**Work instructions**.
Type out all the records again exactly.
[Data listing]
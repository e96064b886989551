use chrono::Utc;
use sqlx::sqlite::SqliteRow;
use uuid::Uuid;

use funnelbot_core::domain::user::User;

use super::{is_unique_violation, row_datetime, row_uuid, RepositoryError};
use crate::DbPool;

pub struct UserRepository {
    pool: DbPool,
}

#[derive(Clone, Debug, Default)]
pub struct UserContactUpdate {
    pub name: Option<String>,
    pub email: Option<String>,
    pub phone: Option<String>,
}

impl UserRepository {
    pub fn new(pool: DbPool) -> Self {
        Self { pool }
    }

    pub async fn find_by_key(
        &self,
        tenant_id: Uuid,
        user_key: &str,
    ) -> Result<Option<User>, RepositoryError> {
        let row = sqlx::query(
            "SELECT id, tenant_id, user_key, name, email, phone, created_at, updated_at
             FROM users WHERE tenant_id = ? AND user_key = ?",
        )
        .bind(tenant_id.to_string())
        .bind(user_key)
        .fetch_optional(&self.pool)
        .await?;

        row.map(|row| decode_user(&row)).transpose()
    }

    /// Resolve a user by (tenant, user_key), creating it on first contact.
    /// A supplied name is written through so later, richer identification
    /// wins.
    pub async fn get_or_create(
        &self,
        tenant_id: Uuid,
        user_key: &str,
        name: Option<&str>,
    ) -> Result<User, RepositoryError> {
        if let Some(mut user) = self.find_by_key(tenant_id, user_key).await? {
            if let Some(name) = name {
                if user.name.as_deref() != Some(name) {
                    let now = Utc::now();
                    sqlx::query(
                        "UPDATE users SET name = ?, updated_at = ? WHERE tenant_id = ? AND user_key = ?",
                    )
                    .bind(name)
                    .bind(now.to_rfc3339())
                    .bind(tenant_id.to_string())
                    .bind(user_key)
                    .execute(&self.pool)
                    .await?;
                    user.name = Some(name.to_owned());
                    user.updated_at = now;
                }
            }
            return Ok(user);
        }

        let now = Utc::now();
        let id = Uuid::new_v4();
        let inserted = sqlx::query(
            "INSERT INTO users (id, tenant_id, user_key, name, email, phone, created_at, updated_at)
             VALUES (?, ?, ?, ?, NULL, NULL, ?, ?)",
        )
        .bind(id.to_string())
        .bind(tenant_id.to_string())
        .bind(user_key)
        .bind(name)
        .bind(now.to_rfc3339())
        .bind(now.to_rfc3339())
        .execute(&self.pool)
        .await;

        match inserted {
            Ok(_) => {
                tracing::info!(tenant_id = %tenant_id, user_key = %user_key, "user created");
                Ok(User {
                    id,
                    tenant_id,
                    user_key: user_key.to_owned(),
                    name: name.map(str::to_owned),
                    email: None,
                    phone: None,
                    created_at: now,
                    updated_at: now,
                })
            }
            // Lost a create race: the row exists now, read it back.
            Err(error) if is_unique_violation(&error) => self
                .find_by_key(tenant_id, user_key)
                .await?
                .ok_or_else(|| RepositoryError::not_found("user")),
            Err(error) => Err(error.into()),
        }
    }

    pub async fn update_contact(
        &self,
        tenant_id: Uuid,
        user_key: &str,
        update: UserContactUpdate,
    ) -> Result<User, RepositoryError> {
        let current = self
            .find_by_key(tenant_id, user_key)
            .await?
            .ok_or_else(|| RepositoryError::not_found("user"))?;

        let name = update.name.or(current.name);
        let email = update.email.or(current.email);
        let phone = update.phone.or(current.phone);
        let now = Utc::now();

        sqlx::query(
            "UPDATE users SET name = ?, email = ?, phone = ?, updated_at = ?
             WHERE tenant_id = ? AND user_key = ?",
        )
        .bind(&name)
        .bind(&email)
        .bind(&phone)
        .bind(now.to_rfc3339())
        .bind(tenant_id.to_string())
        .bind(user_key)
        .execute(&self.pool)
        .await?;

        Ok(User { name, email, phone, updated_at: now, ..current })
    }
}

fn decode_user(row: &SqliteRow) -> Result<User, RepositoryError> {
    Ok(User {
        id: row_uuid(row, "id")?,
        tenant_id: row_uuid(row, "tenant_id")?,
        user_key: sqlx::Row::try_get(row, "user_key")?,
        name: sqlx::Row::try_get(row, "name")?,
        email: sqlx::Row::try_get(row, "email")?,
        phone: sqlx::Row::try_get(row, "phone")?,
        created_at: row_datetime(row, "created_at")?,
        updated_at: row_datetime(row, "updated_at")?,
    })
}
[/Data listing]
**Answer space**.
repository e96064b886989551
use chrono::Utc;
use sqlx::sqlite::SqliteRow;
use uuid::Uuid;

use funnelbot_core::domain::user::User;

use super::{is_unique_violation, row_datetime, row_uuid, RepositoryError};
use crate::DbPool;

pub struct UserRepository {
    pool: DbPool,
}

#[derive(Clone, Debug, Default)]
pub struct UserContactUpdate {
    pub name: Option<String>,
    pub email: Option<String>,
    pub phone: Option<String>,
}

impl UserRepository {
    pub fn new(pool: DbPool) -> Self {
        Self { pool }
    }

    pub async fn find_by_key(
        &self,
        tenant_id: Uuid,
        user_key: &str,
    ) -> Result<Option<User>, RepositoryError> {
        let row = sqlx::query(
            "SELECT id, tenant_id, user_key, name, email, phone, created_at, updated_at
             FROM users WHERE tenant_id = ? AND user_key = ?",
        )
        .bind(tenant_id.to_string())
        .bind(user_key)
        .fetch_optional(&self.pool)
        .await?;

        row.map(|row| decode_user(&row)).transpose()
    }

    /// Resolve a user by (tenant, user_key), creating it on first contact.
    /// A supplied name is written through so later, richer identification
    /// wins.
    pub async fn get_or_create(
        &self,
        tenant_id: Uuid,
        user_key: &str,
        name: Option<&str>,
    ) -> Result<User, RepositoryError> {
        if let Some(mut user) = self.find_by_key(tenant_id, user_key).await? {
            if let Some(name) = name {
                if user.name.as_deref() != Some(name) {
                    let now = Utc::now();
                    sqlx::query(
                        "UPDATE users SET name = ?, updated_at = ? WHERE tenant_id = ? AND user_key = ?",
                    )
                    .bind(name)
                    .bind(now.to_rfc3339())
                    .bind(tenant_id.to_string())
                    .bind(user_key)
                    .execute(&self.pool)
                    .await?;
                    user.name = Some(name.to_owned());
                    user.updated_at = now;
                }
            }
            return Ok(user);
        }

        let now = Utc::now();
        let id = Uuid::new_v4();
        let inserted = sqlx::query(
            "INSERT INTO users (id, tenant_id, user_key, name, email, phone, created_at, updated_at)
             VALUES (?, ?, ?, ?, NULL, NULL, ?, ?)",
        )
        .bind(id.to_string())
        .bind(tenant_id.to_string())
        .bind(user_key)
        .bind(name)
        .bind(now.to_rfc3339())
        .bind(now.to_rfc3339())
        .execute(&self.pool)
        .await;

        match inserted {
            Ok(_) => {
                tracing::info!(tenant_id = %tenant_id, user_key = %user_key, "user created");
                Ok(User {
                    id,
                    tenant_id,
                    user_key: user_key.to_owned(),
                    name: name.map(str::to_owned),
                    email: None,
                    phone: None,
                    created_at: now,
                    updated_at: now,
                })
            }
            // Lost a create race: the row exists now, read it back.
            Err(error) if is_unique_violation(&error) => self
                .find_by_key(tenant_id, user_key)
                .await?
                .ok_or_else(|| RepositoryError::not_found("user")),
            Err(error) => Err(error.into()),
        }
    }

    pub async fn update_contact(
        &self,
        tenant_id: Uuid,
        user_key: &str,
        update: UserContactUpdate,
    ) -> Result<User, RepositoryError> {
        let current = self
            .find_by_key(tenant_id, user_key)
            .await?
            .ok_or_else(|| RepositoryError::not_found("user"))?;

        let name = update.name.or(current.name);
        let email = update.email.or(current.email);
        let phone = update.phone.or(current.phone);
        let now = Utc::now();

        sqlx::query(
            "UPDATE users SET name = ?, email = ?, phone = ?, updated_at = ?
             WHERE tenant_id = ? AND user_key = ?",
        )
        .bind(&name)
        .bind(&email)
        .bind(&phone)
        .bind(now.to_rfc3339())
        .bind(tenant_id.to_string())
        .bind(user_key)
        .execute(&self.pool)
        .await?;

        Ok(User { name, email, phone, updated_at: now, ..current })
    }
}

fn decode_user(row: &SqliteRow) -> Result<User, RepositoryError> {
    Ok(User {
        id: row_uuid(row, "id")?,
        tenant_id: row_uuid(row, "tenant_id")?,
        user_key: sqlx::Row::try_get(row, "user_key")?,
        name: sqlx::Row::try_get(row, "name")?,
        email: sqlx::Row::try_get(row, "email")?,
        phone: sqlx::Row::try_get(row, "phone")?,
        created_at: row_datetime(row, "created_at")?,
        updated_at: row_datetime(row, "updated_at")?,
    })
}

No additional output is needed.